Kutusow sah sich außerstande, Moskau zu schützen; schweren Herzens mußte er die ehrwürdige Hauptstadt des Landes preisgeben. Einen ganzen Tag (13. September) währte der Durchzug des Heeres, dem sich fast die ganze Bevölkerung, über 200.000 Menschen, anschloß. Außer zahlreichen Verwundeten blieben nur die Fremden, meistens Franzosen, und die Hefe der Bevölkerung zurück. In der Eile wurden große Vorräte und Mengen von Lebensmitteln zurückgelassen. Am Nachmittage des 14. September hielt Napoleon seinen Einzug in Moskau. Welcher Unterschied gegen seine früheren Eroberungen! Hier kam ihm keine Abordnung mit den Schlüsseln der Stadt entgegen, niemand zeigte sich auf den leeren Straßen.

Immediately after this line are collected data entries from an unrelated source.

use ciborium::Value;
use elliptic_curve::sec1::ToEncodedPoint;
use serde::{Deserialize, Serialize};

/// An implementation of RFC-8152 [COSE_Key](https://datatracker.ietf.org/doc/html/rfc8152#section-13)
/// restricted to the requirements of ISO/IEC 18013-5:2021.
#[derive(Debug, Clone, Serialize, Deserialize, PartialEq, Eq)]
#[serde(try_from = "Value", into = "Value")]
pub enum CoseKey {
    EC2 { crv: EC2Curve, x: Vec<u8>, y: EC2Y },
    OKP { crv: OKPCurve, x: Vec<u8> },
}

/// The sign bit or value of the y-coordinate for the EC point.
#[derive(Debug, Clone, PartialEq, Eq)]
pub enum EC2Y {
    Value(Vec<u8>),
    SignBit(bool),
}

/// The RFC-8152 identifier of the curve, for EC2 key type.
#[derive(Debug, Clone, Copy, PartialEq, Eq, Serialize, Deserialize)]
pub enum EC2Curve {
    P256,
    P384,
    P521,
    P256K,
}

/// The RFC-8152 identifier of the curve, for OKP key type.
#[derive(Debug, Clone, Copy, PartialEq, Eq)]
pub enum OKPCurve {
    X25519,
    X448,
    Ed25519,
    Ed448,
}

/// Errors that can occur when deserialising a COSE_Key.
#[derive(Debug, Clone, thiserror::Error, PartialEq, Eq)]
pub enum Error {
    #[error("COSE_Key of kty 'EC2' missing x coordinate")]
    EC2MissingX,
    #[error("COSE_Key of kty 'EC2' missing y coordinate")]
    EC2MissingY,
    #[error("Expected to parse a CBOR bool or bstr for y-coordinate, received: {0}")]
    InvalidTypeY(&'static str),
    #[error("Expected to parse a CBOR map, received: {0}")]
    NotAMap(&'static str),
    #[error("This implementation of COSE_Key only supports P-256, P-384, P-521, Ed25519 and Ed448 elliptic curves")]
    UnsupportedCurve,
    #[error("This implementation of COSE_Key only supports EC2 and OKP keys")]
    UnsupportedKeyType,
    #[error("Could not reconstruct coordinates from the provided COSE_Key")]
    InvalidCoseKey,
}

impl CoseKey {
    /// The EC2 curve, when this is an EC2 key.
    pub fn ec2_curve(&self) -> Option<EC2Curve> {
        match self {
            CoseKey::EC2 { crv, .. } => Some(*crv),
            CoseKey::OKP { .. } => None,
        }
    }

    /// SEC1 encoding of an EC2 public key, uncompressed or compressed depending on
    /// how the y-coordinate was transmitted.
    pub fn to_sec1_bytes(&self) -> Result<Vec<u8>, Error> {
        match self {
            CoseKey::EC2 {
                x,
                y: EC2Y::Value(y),
                ..
            } => {
                let mut bytes = Vec::with_capacity(1 + x.len() + y.len());
                bytes.push(0x04);
                bytes.extend_from_slice(x);
                bytes.extend_from_slice(y);
                Ok(bytes)
            }
            CoseKey::EC2 {
                x,
                y: EC2Y::SignBit(sign),
                ..
            } => {
                let mut bytes = Vec::with_capacity(1 + x.len());
                bytes.push(if *sign { 0x03 } else { 0x02 });
                bytes.extend_from_slice(x);
                Ok(bytes)
            }
            CoseKey::OKP { .. } => Err(Error::UnsupportedKeyType),
        }
    }
}

impl From<CoseKey> for Value {
    fn from(key: CoseKey) -> Value {
        // Keys in the order used by ISO/IEC 18013-5 Annex D: kty, crv, x, y.
        let mut map = vec![];
        match key {
            CoseKey::EC2 { crv, x, y } => {
                // kty: 1, EC2: 2
                map.push((Value::Integer(1.into()), Value::Integer(2.into())));
                // crv: -1
                map.push((Value::Integer((-1).into()), crv.into()));
                // x: -2
                map.push((Value::Integer((-2).into()), Value::Bytes(x)));
                // y: -3
                map.push((Value::Integer((-3).into()), y.into()));
            }
            CoseKey::OKP { crv, x } => {
                // kty: 1, OKP: 1
                map.push((Value::Integer(1.into()), Value::Integer(1.into())));
                map.push((Value::Integer((-1).into()), crv.into()));
                map.push((Value::Integer((-2).into()), Value::Bytes(x)));
            }
        }
        Value::Map(map)
    }
}

impl TryFrom<Value> for CoseKey {
    type Error = Error;

    fn try_from(v: Value) -> Result<Self, Error> {
        let entries = match v {
            Value::Map(entries) => entries,
            other => return Err(Error::NotAMap(crate::cbor::kind(&other))),
        };
        let mut kty = None;
        let mut crv = None;
        let mut x = None;
        let mut y = None;
        for (k, v) in entries {
            let Some(label) = k.as_integer().map(i128::from) else {
                continue;
            };
            match label {
                1 => kty = v.as_integer().map(i128::from),
                -1 => crv = v.as_integer().map(i128::from),
                -2 => x = Some(v),
                -3 => y = Some(v),
                _ => {}
            }
        }
        match (kty, crv) {
            (Some(2), Some(crv)) => {
                let crv = EC2Curve::try_from(crv)?;
                let x = match x {
                    Some(Value::Bytes(x)) => x,
                    Some(_) => return Err(Error::InvalidCoseKey),
                    None => return Err(Error::EC2MissingX),
                };
                let y = EC2Y::try_from(y.ok_or(Error::EC2MissingY)?)?;
                Ok(Self::EC2 { crv, x, y })
            }
            (Some(1), Some(crv)) => {
                let crv = OKPCurve::try_from(crv)?;
                match x {
                    Some(Value::Bytes(x)) => Ok(Self::OKP { crv, x }),
                    _ => Err(Error::InvalidCoseKey),
                }
            }
            _ => Err(Error::UnsupportedKeyType),
        }
    }
}

impl From<EC2Y> for Value {
    fn from(y: EC2Y) -> Value {
        match y {
            EC2Y::Value(s) => Value::Bytes(s),
            EC2Y::SignBit(b) => Value::Bool(b),
        }
    }
}

impl TryFrom<Value> for EC2Y {
    type Error = Error;

    fn try_from(v: Value) -> Result<Self, Error> {
        match v {
            Value::Bytes(s) => Ok(EC2Y::Value(s)),
            Value::Bool(b) => Ok(EC2Y::SignBit(b)),
            other => Err(Error::InvalidTypeY(crate::cbor::kind(&other))),
        }
    }
}

impl From<EC2Curve> for Value {
    fn from(crv: EC2Curve) -> Value {
        let id: i64 = match crv {
            EC2Curve::P256 => 1,
            EC2Curve::P384 => 2,
            EC2Curve::P521 => 3,
            EC2Curve::P256K => 8,
        };
        Value::Integer(id.into())
    }
}

impl TryFrom<i128> for EC2Curve {
    type Error = Error;

    fn try_from(crv_id: i128) -> Result<Self, Error> {
        match crv_id {
            1 => Ok(EC2Curve::P256),
            2 => Ok(EC2Curve::P384),
            3 => Ok(EC2Curve::P521),
            8 => Ok(EC2Curve::P256K),
            _ => Err(Error::UnsupportedCurve),
        }
    }
}

impl From<OKPCurve> for Value {
    fn from(crv: OKPCurve) -> Value {
        let id: i64 = match crv {
            OKPCurve::X25519 => 4,
            OKPCurve::X448 => 5,
            OKPCurve::Ed25519 => 6,
            OKPCurve::Ed448 => 7,
        };
        Value::Integer(id.into())
    }
}

impl TryFrom<i128> for OKPCurve {
    type Error = Error;

    fn try_from(crv_id: i128) -> Result<Self, Error> {
        match crv_id {
            4 => Ok(OKPCurve::X25519),
            5 => Ok(OKPCurve::X448),
            6 => Ok(OKPCurve::Ed25519),
            7 => Ok(OKPCurve::Ed448),
            _ => Err(Error::UnsupportedCurve),
        }
    }
}

macro_rules! public_key_conversions {
    ($curve:ident, $crv:expr) => {
        impl From<&$curve::PublicKey> for CoseKey {
            fn from(key: &$curve::PublicKey) -> CoseKey {
                let point = key.to_encoded_point(false);
                CoseKey::EC2 {
                    crv: $crv,
                    x: point.x().map(|x| x.to_vec()).unwrap_or_default(),
                    y: EC2Y::Value(point.y().map(|y| y.to_vec()).unwrap_or_default()),
                }
            }
        }

        impl TryFrom<&CoseKey> for $curve::PublicKey {
            type Error = Error;

            fn try_from(key: &CoseKey) -> Result<$curve::PublicKey, Error> {
                if key.ec2_curve() != Some($crv) {
                    return Err(Error::UnsupportedCurve);
                }
                // Rejects wrong coordinate lengths and points that are not on the curve.
                $curve::PublicKey::from_sec1_bytes(&key.to_sec1_bytes()?)
                    .map_err(|_| Error::InvalidCoseKey)
            }
        }
    };
}

public_key_conversions!(p256, EC2Curve::P256);
public_key_conversions!(p384, EC2Curve::P384);

#[cfg(test)]
mod test {
    use super::*;

    #[test]
    fn cose_key() {
        let key = CoseKey::EC2 {
            crv: EC2Curve::P256,
            x: vec![0x01, 0x02, 0x03],
            y: EC2Y::Value(vec![0x04, 0x05, 0x06]),
        };
        let cbor = crate::cbor::to_vec(&key).unwrap();
        assert_eq!(
            hex::encode(&cbor),
            "a40102200121430102032243040506",
            "unexpected label order"
        );
        let key2: CoseKey = crate::cbor::from_slice(&cbor).unwrap();
        assert_eq!(key, key2);
    }

    #[test]
    fn p256_public_key_roundtrip() {
        let secret = p256::SecretKey::random(&mut rand::rngs::OsRng);
        let public = secret.public_key();
        let cose = CoseKey::from(&public);
        assert_eq!(cose.ec2_curve(), Some(EC2Curve::P256));
        assert_eq!(p256::PublicKey::try_from(&cose).unwrap(), public);
    }

    #[test]
    fn compressed_point_is_accepted() {
        let secret = p384::SecretKey::random(&mut rand::rngs::OsRng);
        let public = secret.public_key();
        let point = public.to_encoded_point(true);
        let sign = point.as_bytes()[0] == 0x03;
        let cose = CoseKey::EC2 {
            crv: EC2Curve::P384,
            x: point.x().unwrap().to_vec(),
            y: EC2Y::SignBit(sign),
        };
        assert_eq!(p384::PublicKey::try_from(&cose).unwrap(), public);
    }

    #[test]
    fn off_curve_point_is_rejected() {
        let cose = CoseKey::EC2 {
            crv: EC2Curve::P256,
            x: vec![0x01; 32],
            y: EC2Y::Value(vec![0x02; 32]),
        };
        assert_eq!(
            p256::PublicKey::try_from(&cose),
            Err(Error::InvalidCoseKey)
        );
    }

    #[test]
    fn curve_mismatch_is_rejected() {
        let secret = p256::SecretKey::random(&mut rand::rngs::OsRng);
        let cose = CoseKey::from(&secret.public_key());
        assert_eq!(
            p384::PublicKey::try_from(&cose),
            Err(Error::UnsupportedCurve)
        );
    }

    #[test]
    fn okp_roundtrip() {
        let key = CoseKey::OKP {
            crv: OKPCurve::X25519,
            x: vec![9; 32],
        };
        let cbor = crate::cbor::to_vec(&key).unwrap();
        let decoded: CoseKey = crate::cbor::from_slice(&cbor).unwrap();
        assert_eq!(key, decoded);
        assert_eq!(decoded.to_sec1_bytes(), Err(Error::UnsupportedKeyType));
    }

    #[test]
    fn wrong_item_types_are_named() {
        assert_eq!(
            CoseKey::try_from(Value::Array(vec![])),
            Err(Error::NotAMap("array"))
        );
        assert_eq!(
            EC2Y::try_from(Value::Text("y".into())),
            Err(Error::InvalidTypeY("tstr"))
        );
    }
}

Dennoch glaubte Napoleon, im Besitze Moskaus, daß der Zar um Frieden bitten würde. Sein Heer aber, das kaum noch 100.000 Mann betrug, hatte nach den ungeheuren Märschen und Entbehrungen nur das eine Verlangen nach Ruhe, Erholung und Beute.
Doch bereits am selben Abend brach an mehreren Stellen der Stadt Feuer aus. Man glaubte an Zufall und versuchte zu löschen. Allein in der Nacht erneuerte sich das Feuer mit doppelter Wut. Kein Zweifel, daß die lichtscheuen Gestalten der Sträflinge, die man hie und da erkannte, die angestellten Brandstifter waren. Der Gouverneur Graf Rostopschin hatte beim Abzug den großartigen Plan entworfen, ein glänzendes Zeugnis seiner Vaterlandsliebe, und nun überredete er die flüchtigen Bewohner, die von weitem den Untergang ihrer Stadt beobachteten, daß die Franzosen die Urheber seien. Die unglücklichen Eroberer, so grausam um den Erfolg aller ihrer Mühen gebracht, gaben sich nun dem Plündern der Überreste hin. Kein Kommando vermochte der wilden Unordnung Einhalt zu tun und die maßlose Vergeudung der Lebensmittel zu hindern. Napoleon sah vom Kreml ohnmächtig auf die Zerstörung der herrlichen Stadt und die beginnende Auflösung seines Heeres. So lange die Feuersbrunst währte, mußte er außerhalb der Stadt Wohnung nehmen. Endlich am 20. erlosch das Feuer, nachdem der größte Teil der Stadt zerstört war. Von 4000 steinernen Häusern standen noch 200, von 8000 Holzhäusern 500. Von den 1600 Kirchen waren nur 100 unbeschädigt geblieben, aber auch mehr als 20 000 Verwundete sollen verbrannt sein.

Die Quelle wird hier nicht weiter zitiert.